### PROBLEM REQUIREMENTS
Please write out the data below once more, exactly as it stands.

%%

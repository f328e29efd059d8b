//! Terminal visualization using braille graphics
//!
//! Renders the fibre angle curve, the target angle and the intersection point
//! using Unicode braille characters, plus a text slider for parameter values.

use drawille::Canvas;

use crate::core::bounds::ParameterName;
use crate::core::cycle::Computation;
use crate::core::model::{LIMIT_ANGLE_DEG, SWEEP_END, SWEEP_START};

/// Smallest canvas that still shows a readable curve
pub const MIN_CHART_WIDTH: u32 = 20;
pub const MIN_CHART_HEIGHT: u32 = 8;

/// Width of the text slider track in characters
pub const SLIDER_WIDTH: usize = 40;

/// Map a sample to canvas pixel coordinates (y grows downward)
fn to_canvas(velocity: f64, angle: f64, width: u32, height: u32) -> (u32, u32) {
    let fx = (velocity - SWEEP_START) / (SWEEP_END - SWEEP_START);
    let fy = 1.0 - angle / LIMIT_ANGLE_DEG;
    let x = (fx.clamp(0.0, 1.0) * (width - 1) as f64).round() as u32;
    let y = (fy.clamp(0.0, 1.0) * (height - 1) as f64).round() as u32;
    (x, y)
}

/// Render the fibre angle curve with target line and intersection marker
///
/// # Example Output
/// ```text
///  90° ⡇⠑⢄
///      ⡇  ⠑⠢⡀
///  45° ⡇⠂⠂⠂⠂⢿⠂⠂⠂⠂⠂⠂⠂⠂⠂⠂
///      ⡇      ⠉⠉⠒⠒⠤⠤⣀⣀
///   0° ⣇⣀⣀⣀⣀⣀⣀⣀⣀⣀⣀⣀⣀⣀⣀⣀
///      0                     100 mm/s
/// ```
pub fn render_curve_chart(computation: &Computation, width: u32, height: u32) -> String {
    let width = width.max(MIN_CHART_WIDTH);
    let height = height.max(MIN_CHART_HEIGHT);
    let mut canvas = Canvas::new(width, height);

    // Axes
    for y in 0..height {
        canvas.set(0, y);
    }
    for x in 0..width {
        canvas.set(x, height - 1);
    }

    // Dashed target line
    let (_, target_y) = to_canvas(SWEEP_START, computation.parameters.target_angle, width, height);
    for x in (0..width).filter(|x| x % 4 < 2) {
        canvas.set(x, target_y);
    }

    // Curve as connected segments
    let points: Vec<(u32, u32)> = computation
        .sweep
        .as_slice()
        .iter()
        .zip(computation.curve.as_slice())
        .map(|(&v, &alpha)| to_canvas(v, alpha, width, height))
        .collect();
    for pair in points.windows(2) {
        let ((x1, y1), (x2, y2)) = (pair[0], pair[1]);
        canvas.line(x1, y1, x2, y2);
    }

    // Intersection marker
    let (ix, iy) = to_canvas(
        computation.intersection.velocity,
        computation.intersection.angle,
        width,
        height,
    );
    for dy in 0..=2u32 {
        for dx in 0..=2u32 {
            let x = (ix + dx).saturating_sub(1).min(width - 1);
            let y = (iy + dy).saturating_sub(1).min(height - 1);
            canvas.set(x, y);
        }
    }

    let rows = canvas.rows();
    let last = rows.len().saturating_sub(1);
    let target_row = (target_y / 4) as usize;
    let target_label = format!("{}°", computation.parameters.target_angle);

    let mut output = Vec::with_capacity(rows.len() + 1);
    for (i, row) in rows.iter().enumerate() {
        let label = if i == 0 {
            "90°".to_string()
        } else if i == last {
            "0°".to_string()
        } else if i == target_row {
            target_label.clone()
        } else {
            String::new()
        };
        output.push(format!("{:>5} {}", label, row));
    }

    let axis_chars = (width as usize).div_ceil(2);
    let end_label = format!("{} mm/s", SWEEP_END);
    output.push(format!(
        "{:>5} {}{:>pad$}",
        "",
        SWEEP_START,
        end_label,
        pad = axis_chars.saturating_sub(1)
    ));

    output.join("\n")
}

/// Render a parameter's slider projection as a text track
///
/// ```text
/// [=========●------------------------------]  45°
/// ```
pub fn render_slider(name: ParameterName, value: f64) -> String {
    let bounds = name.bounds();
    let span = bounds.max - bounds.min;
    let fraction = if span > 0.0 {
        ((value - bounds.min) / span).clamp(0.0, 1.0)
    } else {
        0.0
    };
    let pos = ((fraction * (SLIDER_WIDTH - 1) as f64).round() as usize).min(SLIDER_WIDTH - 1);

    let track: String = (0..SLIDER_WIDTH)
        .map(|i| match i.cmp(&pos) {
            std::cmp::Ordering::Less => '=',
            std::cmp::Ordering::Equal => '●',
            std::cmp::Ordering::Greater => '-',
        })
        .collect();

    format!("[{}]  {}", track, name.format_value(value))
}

%%

### YOUR SOLUTION
repository f328e29efd059d8b
//! Terminal visualization using braille graphics
//!
//! Renders the fibre angle curve, the target angle and the intersection point
//! using Unicode braille characters, plus a text slider for parameter values.

use drawille::Canvas;

use crate::core::bounds::ParameterName;
use crate::core::cycle::Computation;
use crate::core::model::{LIMIT_ANGLE_DEG, SWEEP_END, SWEEP_START};

/// Smallest canvas that still shows a readable curve
pub const MIN_CHART_WIDTH: u32 = 20;
pub const MIN_CHART_HEIGHT: u32 = 8;

/// Width of the text slider track in characters
pub const SLIDER_WIDTH: usize = 40;

/// Map a sample to canvas pixel coordinates (y grows downward)
fn to_canvas(velocity: f64, angle: f64, width: u32, height: u32) -> (u32, u32) {
    let fx = (velocity - SWEEP_START) / (SWEEP_END - SWEEP_START);
    let fy = 1.0 - angle / LIMIT_ANGLE_DEG;
    let x = (fx.clamp(0.0, 1.0) * (width - 1) as f64).round() as u32;
    let y = (fy.clamp(0.0, 1.0) * (height - 1) as f64).round() as u32;
    (x, y)
}

/// Render the fibre angle curve with target line and intersection marker
///
/// # Example Output
/// ```text
///  90° ⡇⠑⢄
///      ⡇  ⠑⠢⡀
///  45° ⡇⠂⠂⠂⠂⢿⠂⠂⠂⠂⠂⠂⠂⠂⠂⠂
///      ⡇      ⠉⠉⠒⠒⠤⠤⣀⣀
///   0° ⣇⣀⣀⣀⣀⣀⣀⣀⣀⣀⣀⣀⣀⣀⣀⣀
///      0                     100 mm/s
/// ```
pub fn render_curve_chart(computation: &Computation, width: u32, height: u32) -> String {
    let width = width.max(MIN_CHART_WIDTH);
    let height = height.max(MIN_CHART_HEIGHT);
    let mut canvas = Canvas::new(width, height);

    // Axes
    for y in 0..height {
        canvas.set(0, y);
    }
    for x in 0..width {
        canvas.set(x, height - 1);
    }

    // Dashed target line
    let (_, target_y) = to_canvas(SWEEP_START, computation.parameters.target_angle, width, height);
    for x in (0..width).filter(|x| x % 4 < 2) {
        canvas.set(x, target_y);
    }

    // Curve as connected segments
    let points: Vec<(u32, u32)> = computation
        .sweep
        .as_slice()
        .iter()
        .zip(computation.curve.as_slice())
        .map(|(&v, &alpha)| to_canvas(v, alpha, width, height))
        .collect();
    for pair in points.windows(2) {
        let ((x1, y1), (x2, y2)) = (pair[0], pair[1]);
        canvas.line(x1, y1, x2, y2);
    }

    // Intersection marker
    let (ix, iy) = to_canvas(
        computation.intersection.velocity,
        computation.intersection.angle,
        width,
        height,
    );
    for dy in 0..=2u32 {
        for dx in 0..=2u32 {
            let x = (ix + dx).saturating_sub(1).min(width - 1);
            let y = (iy + dy).saturating_sub(1).min(height - 1);
            canvas.set(x, y);
        }
    }

    let rows = canvas.rows();
    let last = rows.len().saturating_sub(1);
    let target_row = (target_y / 4) as usize;
    let target_label = format!("{}°", computation.parameters.target_angle);

    let mut output = Vec::with_capacity(rows.len() + 1);
    for (i, row) in rows.iter().enumerate() {
        let label = if i == 0 {
            "90°".to_string()
        } else if i == last {
            "0°".to_string()
        } else if i == target_row {
            target_label.clone()
        } else {
            String::new()
        };
        output.push(format!("{:>5} {}", label, row));
    }

    let axis_chars = (width as usize).div_ceil(2);
    let end_label = format!("{} mm/s", SWEEP_END);
    output.push(format!(
        "{:>5} {}{:>pad$}",
        "",
        SWEEP_START,
        end_label,
        pad = axis_chars.saturating_sub(1)
    ));

    output.join("\n")
}

/// Render a parameter's slider projection as a text track
///
/// ```text
/// [=========●------------------------------]  45°
/// ```
pub fn render_slider(name: ParameterName, value: f64) -> String {
    let bounds = name.bounds();
    let span = bounds.max - bounds.min;
    let fraction = if span > 0.0 {
        ((value - bounds.min) / span).clamp(0.0, 1.0)
    } else {
        0.0
    };
    let pos = ((fraction * (SLIDER_WIDTH - 1) as f64).round() as usize).min(SLIDER_WIDTH - 1);

    let track: String = (0..SLIDER_WIDTH)
        .map(|i| match i.cmp(&pos) {
            std::cmp::Ordering::Less => '=',
            std::cmp::Ordering::Equal => '●',
            std::cmp::Ordering::Greater => '-',
        })
        .collect();

    format!("[{}]  {}", track, name.format_value(value))
}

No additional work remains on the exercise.